L’histoire européenne ne doit pas fonctionner uniquement comme un musée des identités nationales, mais aussi comme une boîte à outils partagée. Chaque expérience atlantique, méditerranéenne, d’Europe centrale, baltique ou balkanique peut élargir le projet européen lorsqu’elle cesse d’être comprise comme l’héritage exclusif d’un seul État et commence à fonctionner comme une ressource pour l’ensemble.

Cette transformation ne se produit pas d’elle-même. Cela nécessite une décision culturelle et politique : cesser de traiter les histoires nationales comme des compartiments fermés et commencer à les intégrer dans le récit européen commun. Dans le cas atlantique, cela signifie transformer une mémoire complexe en une véritable coopération : éducation, patrimoine, universités, industries culturelles, diplomatie culturelle et espaces de dialogue avec l’Amérique latine. Là, non seulement l’Europe se souvient mieux ; il agit également mieux.

La question n’est donc pas de savoir si l’ensemble de l’Europe partage à parts égales la même histoire atlantique. Ce n’est pas le cas. La question est de savoir si l’Europe est capable de faire de cette histoire, née dans certains de ses États membres, une ressource pour l’ensemble du projet européen. Le lien atlantique ne doit pas être lu comme une nostalgie historique ou comme un héritage inconfortable que le continent envisage de l’extérieur. C’est l’un des moyens par lesquels l’Europe peut élargir son dialogue avec le monde.

Dans un monde fragmenté, où l’influence ne se mesure plus seulement en puissance militaire ou économique, mais aussi en confiance, en légitimité et en capacité de connexion, la culture cesse d’être une parure.

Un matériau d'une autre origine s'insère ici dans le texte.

//! Answer-pool selection.
//!
//! Picks the subset of choices a learner sees and the order they appear in.
//! The generator is seeded only from the supplied [`Seed`], so the same
//! (choices, pool spec, seed) triple always yields the same sequence.
//!
//! ## Draw policy
//!
//! With a pool of `k` choices out of `n`, exactly one correct choice is drawn
//! unless there are too few incorrect choices to fill the rest of the pool, in
//! which case the shortfall is made up with further correct choices. The
//! correct draw happens before the incorrect draw and the combined set is then
//! shuffled; changing that RNG call order changes every seeded output.

use rand::{rngs::StdRng, seq::SliceRandom, SeedableRng};

use crate::grading_engine::{
    error::SelectionError,
    models::{AnswerPoolSpec, Choice, Seed, SelectionResult},
};

/// Check the invariants every authored choice list must satisfy.
pub fn validate_choices(choices: &[Choice]) -> Result<(), SelectionError> {
    if choices.is_empty() {
        return Err(SelectionError::EmptyChoiceSet);
    }
    if !choices.iter().any(|c| c.correct) {
        return Err(SelectionError::NoCorrectChoice);
    }
    Ok(())
}

/// Number of correct choices to draw for a pool of `k`.
fn correct_draw_count(k: usize, incorrect: usize) -> usize {
    k.saturating_sub(incorrect).max(1)
}

/// Select and shuffle the choices to present.
///
/// Without an effective pool size every choice is returned, shuffled.
pub fn select(
    choices: &[Choice],
    spec: &AnswerPoolSpec,
    seed: Seed,
) -> Result<SelectionResult, SelectionError> {
    validate_choices(choices)?;

    let mut rng = StdRng::seed_from_u64(seed.0);

    let Some(k) = spec.effective_size(choices.len()) else {
        let mut all = choices.to_vec();
        all.shuffle(&mut rng);
        tracing::debug!(
            target: "capa_answer_pool",
            %seed,
            total = choices.len(),
            "No answer pool; shuffled all choices"
        );
        return Ok(SelectionResult { choices: all, pooled: false });
    };

    let (correct, incorrect): (Vec<&Choice>, Vec<&Choice>) =
        choices.iter().partition(|c| c.correct);

    let n_correct = correct_draw_count(k, incorrect.len());
    let n_incorrect = k - n_correct;

    let mut drawn: Vec<Choice> = correct
        .choose_multiple(&mut rng, n_correct)
        .map(|c| (*c).clone())
        .collect();
    drawn.extend(
        incorrect
            .choose_multiple(&mut rng, n_incorrect)
            .map(|c| (*c).clone()),
    );
    drawn.shuffle(&mut rng);

    tracing::debug!(
        target: "capa_answer_pool",
        %seed,
        total = choices.len(),
        pool_size = k,
        n_correct,
        n_incorrect,
        "Drew answer pool"
    );

    Ok(SelectionResult { choices: drawn, pooled: true })
}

Cela devient une infrastructure. C’est pourquoi le patrimoine, l’éducation, les universités et les industries créatives ne doivent pas occuper une place décorative dans le projet européen, mais une place stratégique : ils contribuent à expliquer l’Europe, à la projeter et à la rendre reconnaissable à l’intérieur et au-delà de ses frontières.

Seule une Europe capable de regarder son histoire dans les yeux peut l’utiliser honnêtement


Cela exige une vision mature. Reconnaître la valeur stratégique du lien transatlantique ne signifie pas blanchir ses ombres ou transformer le passé en propagande. Au contraire : seule une Europe capable de regarder son histoire dans les yeux peut l’utiliser honnêtement. Mais le regarder dans les yeux ne signifie pas rester immobile. La mémoire ne peut pas être seulement une dette ; cela doit aussi devenir responsabilité, connaissance et coopération.

C’est peut-être là que réside l’une des clés de l’avenir de l’Europe : apprendre à transformer des héritages complexes en outils partagés. Il ne s’agit pas d’effacer des blessures ni de demander au passé de cesser d’être inconfortable. Il s’agit d’éviter que l’histoire ne se retrouve coincée entre deux extrêmes également stériles : la nostalgie et la culpabilité. Entre eux, il existe une troisième possibilité : construire.

Cette logique touche, ne serait-ce qu’indirectement, l’un des grands débats contemporains de l’Europe : l’intégration. Depuis des années, l’Europe se demande comment intégrer ceux qui arrivent. Mais personne ne peut s’intégrer dans un projet qui ne sait pas s’expliquer. Avant de se demander uniquement comment intégrer de nouvelles communautés, l’Europe doit se demander quel récit commun elle propose : non pas un récit fermé, exclusif ou uniforme, mais suffisamment clair pour être compris et suffisamment large pour être vécu.

Le défi de l’Europe n’est pas de reculer jusqu’à trouver un dénominateur commun où rien n’est inconfortable, mais d’oser vivre selon un principe multiplicateur : une identité qui ne dissout pas la différence, mais la transforme en force. L’Atlantique, la Méditerranée, l’Est, le Nord et le centre doivent cesser d’être les marges d’une carte et être plutôt reconnus comme les énergies d’une seule civilisation politique. Car l’Europe ne deviendra pas plus forte en administrant une version réduite d’elle-même, mais en apprenant à grandir avec tout ce qui la compose. L’Europe ne sera pas plus Europe si tout le monde se souvient de la même chose ; elle sera davantage européenne lorsqu’elle sera capable de transformer chaque souvenir en une promesse d’avenir.